━━ Dataset extract
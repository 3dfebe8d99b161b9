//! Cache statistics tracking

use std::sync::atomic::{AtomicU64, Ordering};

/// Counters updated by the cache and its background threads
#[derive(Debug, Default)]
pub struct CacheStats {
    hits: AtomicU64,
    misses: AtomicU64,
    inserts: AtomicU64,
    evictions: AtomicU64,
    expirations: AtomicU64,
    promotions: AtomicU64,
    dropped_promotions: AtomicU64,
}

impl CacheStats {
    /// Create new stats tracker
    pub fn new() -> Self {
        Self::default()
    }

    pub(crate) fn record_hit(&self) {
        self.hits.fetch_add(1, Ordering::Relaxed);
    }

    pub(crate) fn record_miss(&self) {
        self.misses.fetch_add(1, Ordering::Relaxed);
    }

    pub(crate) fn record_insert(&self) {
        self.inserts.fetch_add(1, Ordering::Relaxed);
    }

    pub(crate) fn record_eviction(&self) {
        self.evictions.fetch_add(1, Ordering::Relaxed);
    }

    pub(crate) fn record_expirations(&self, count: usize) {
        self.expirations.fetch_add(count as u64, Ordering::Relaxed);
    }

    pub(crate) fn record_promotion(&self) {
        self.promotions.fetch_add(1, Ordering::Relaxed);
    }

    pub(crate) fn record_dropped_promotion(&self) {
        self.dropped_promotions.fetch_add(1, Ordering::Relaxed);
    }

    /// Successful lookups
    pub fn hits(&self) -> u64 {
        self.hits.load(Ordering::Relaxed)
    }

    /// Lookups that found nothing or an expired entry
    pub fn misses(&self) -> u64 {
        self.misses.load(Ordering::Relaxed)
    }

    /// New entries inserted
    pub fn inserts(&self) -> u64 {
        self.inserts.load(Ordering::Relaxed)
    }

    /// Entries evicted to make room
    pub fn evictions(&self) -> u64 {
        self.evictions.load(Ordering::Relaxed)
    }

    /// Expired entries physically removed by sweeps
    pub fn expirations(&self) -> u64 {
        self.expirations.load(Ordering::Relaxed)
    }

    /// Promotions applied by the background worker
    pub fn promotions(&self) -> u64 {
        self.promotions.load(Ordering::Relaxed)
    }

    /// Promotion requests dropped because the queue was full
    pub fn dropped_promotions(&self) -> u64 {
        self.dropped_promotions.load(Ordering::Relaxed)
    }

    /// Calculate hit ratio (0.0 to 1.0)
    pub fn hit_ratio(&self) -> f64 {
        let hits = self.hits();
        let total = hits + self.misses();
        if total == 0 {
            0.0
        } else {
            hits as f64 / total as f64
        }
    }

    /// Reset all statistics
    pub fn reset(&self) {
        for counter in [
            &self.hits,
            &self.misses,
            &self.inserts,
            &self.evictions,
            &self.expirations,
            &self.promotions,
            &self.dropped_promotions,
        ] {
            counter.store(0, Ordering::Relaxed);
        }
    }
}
━━━━
━━ Dataset extract
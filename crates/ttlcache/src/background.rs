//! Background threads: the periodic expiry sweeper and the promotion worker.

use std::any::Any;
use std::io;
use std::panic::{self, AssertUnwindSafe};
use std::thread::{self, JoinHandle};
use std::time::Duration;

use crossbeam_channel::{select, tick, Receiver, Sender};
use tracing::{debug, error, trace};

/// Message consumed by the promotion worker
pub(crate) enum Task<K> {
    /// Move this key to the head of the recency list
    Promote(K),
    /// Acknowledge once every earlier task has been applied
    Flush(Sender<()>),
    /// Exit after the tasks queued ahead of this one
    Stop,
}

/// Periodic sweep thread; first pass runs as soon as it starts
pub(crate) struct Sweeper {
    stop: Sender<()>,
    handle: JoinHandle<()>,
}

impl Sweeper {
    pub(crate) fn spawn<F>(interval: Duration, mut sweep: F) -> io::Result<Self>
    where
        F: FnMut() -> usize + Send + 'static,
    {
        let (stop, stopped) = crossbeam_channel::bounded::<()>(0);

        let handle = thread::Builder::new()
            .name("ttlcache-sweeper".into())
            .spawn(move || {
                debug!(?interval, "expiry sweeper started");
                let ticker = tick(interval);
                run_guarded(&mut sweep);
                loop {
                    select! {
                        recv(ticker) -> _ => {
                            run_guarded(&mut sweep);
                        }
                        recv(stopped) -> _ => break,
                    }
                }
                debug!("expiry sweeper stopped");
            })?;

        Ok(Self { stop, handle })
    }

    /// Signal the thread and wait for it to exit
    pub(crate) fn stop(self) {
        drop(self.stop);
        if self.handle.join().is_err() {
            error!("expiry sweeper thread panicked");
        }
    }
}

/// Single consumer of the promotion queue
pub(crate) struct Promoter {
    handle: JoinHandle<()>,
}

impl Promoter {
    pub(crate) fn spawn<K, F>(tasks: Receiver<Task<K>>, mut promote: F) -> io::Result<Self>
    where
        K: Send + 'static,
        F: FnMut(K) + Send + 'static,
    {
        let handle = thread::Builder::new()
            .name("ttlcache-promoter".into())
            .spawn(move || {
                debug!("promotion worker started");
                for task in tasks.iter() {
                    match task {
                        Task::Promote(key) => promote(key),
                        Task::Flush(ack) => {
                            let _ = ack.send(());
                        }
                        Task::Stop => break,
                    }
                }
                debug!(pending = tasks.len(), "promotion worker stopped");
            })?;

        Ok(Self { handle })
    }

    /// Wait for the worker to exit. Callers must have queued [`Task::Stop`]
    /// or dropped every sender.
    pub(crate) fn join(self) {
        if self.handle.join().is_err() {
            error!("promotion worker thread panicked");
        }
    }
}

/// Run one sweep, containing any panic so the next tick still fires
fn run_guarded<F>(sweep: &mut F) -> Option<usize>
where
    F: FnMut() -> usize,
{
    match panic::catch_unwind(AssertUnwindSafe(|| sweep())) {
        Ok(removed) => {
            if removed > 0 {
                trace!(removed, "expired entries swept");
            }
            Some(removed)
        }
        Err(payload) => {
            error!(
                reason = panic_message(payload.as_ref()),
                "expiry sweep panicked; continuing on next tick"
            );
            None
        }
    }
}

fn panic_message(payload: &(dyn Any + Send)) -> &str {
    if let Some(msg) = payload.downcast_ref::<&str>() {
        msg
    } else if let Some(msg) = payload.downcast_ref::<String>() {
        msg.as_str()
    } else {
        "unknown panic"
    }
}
━━━━
● **What you will do**: Set down, exactly as they stand above, the lines starting with the line with "repository 3dfebe8d99b161b9" and going on through the line with "let total = hits + self.misses();", and no others.

● **Answer area**:
repository 3dfebe8d99b161b9
//! Cache statistics tracking

use std::sync::atomic::{AtomicU64, Ordering};

/// Counters updated by the cache and its background threads
#[derive(Debug, Default)]
pub struct CacheStats {
    hits: AtomicU64,
    misses: AtomicU64,
    inserts: AtomicU64,
    evictions: AtomicU64,
    expirations: AtomicU64,
    promotions: AtomicU64,
    dropped_promotions: AtomicU64,
}

impl CacheStats {
    /// Create new stats tracker
    pub fn new() -> Self {
        Self::default()
    }

    pub(crate) fn record_hit(&self) {
        self.hits.fetch_add(1, Ordering::Relaxed);
    }

    pub(crate) fn record_miss(&self) {
        self.misses.fetch_add(1, Ordering::Relaxed);
    }

    pub(crate) fn record_insert(&self) {
        self.inserts.fetch_add(1, Ordering::Relaxed);
    }

    pub(crate) fn record_eviction(&self) {
        self.evictions.fetch_add(1, Ordering::Relaxed);
    }

    pub(crate) fn record_expirations(&self, count: usize) {
        self.expirations.fetch_add(count as u64, Ordering::Relaxed);
    }

    pub(crate) fn record_promotion(&self) {
        self.promotions.fetch_add(1, Ordering::Relaxed);
    }

    pub(crate) fn record_dropped_promotion(&self) {
        self.dropped_promotions.fetch_add(1, Ordering::Relaxed);
    }

    /// Successful lookups
    pub fn hits(&self) -> u64 {
        self.hits.load(Ordering::Relaxed)
    }

    /// Lookups that found nothing or an expired entry
    pub fn misses(&self) -> u64 {
        self.misses.load(Ordering::Relaxed)
    }

    /// New entries inserted
    pub fn inserts(&self) -> u64 {
        self.inserts.load(Ordering::Relaxed)
    }

    /// Entries evicted to make room
    pub fn evictions(&self) -> u64 {
        self.evictions.load(Ordering::Relaxed)
    }

    /// Expired entries physically removed by sweeps
    pub fn expirations(&self) -> u64 {
        self.expirations.load(Ordering::Relaxed)
    }

    /// Promotions applied by the background worker
    pub fn promotions(&self) -> u64 {
        self.promotions.load(Ordering::Relaxed)
    }

    /// Promotion requests dropped because the queue was full
    pub fn dropped_promotions(&self) -> u64 {
        self.dropped_promotions.load(Ordering::Relaxed)
    }

    /// Calculate hit ratio (0.0 to 1.0)
    pub fn hit_ratio(&self) -> f64 {
        let hits = self.hits();
        let total = hits + self.misses();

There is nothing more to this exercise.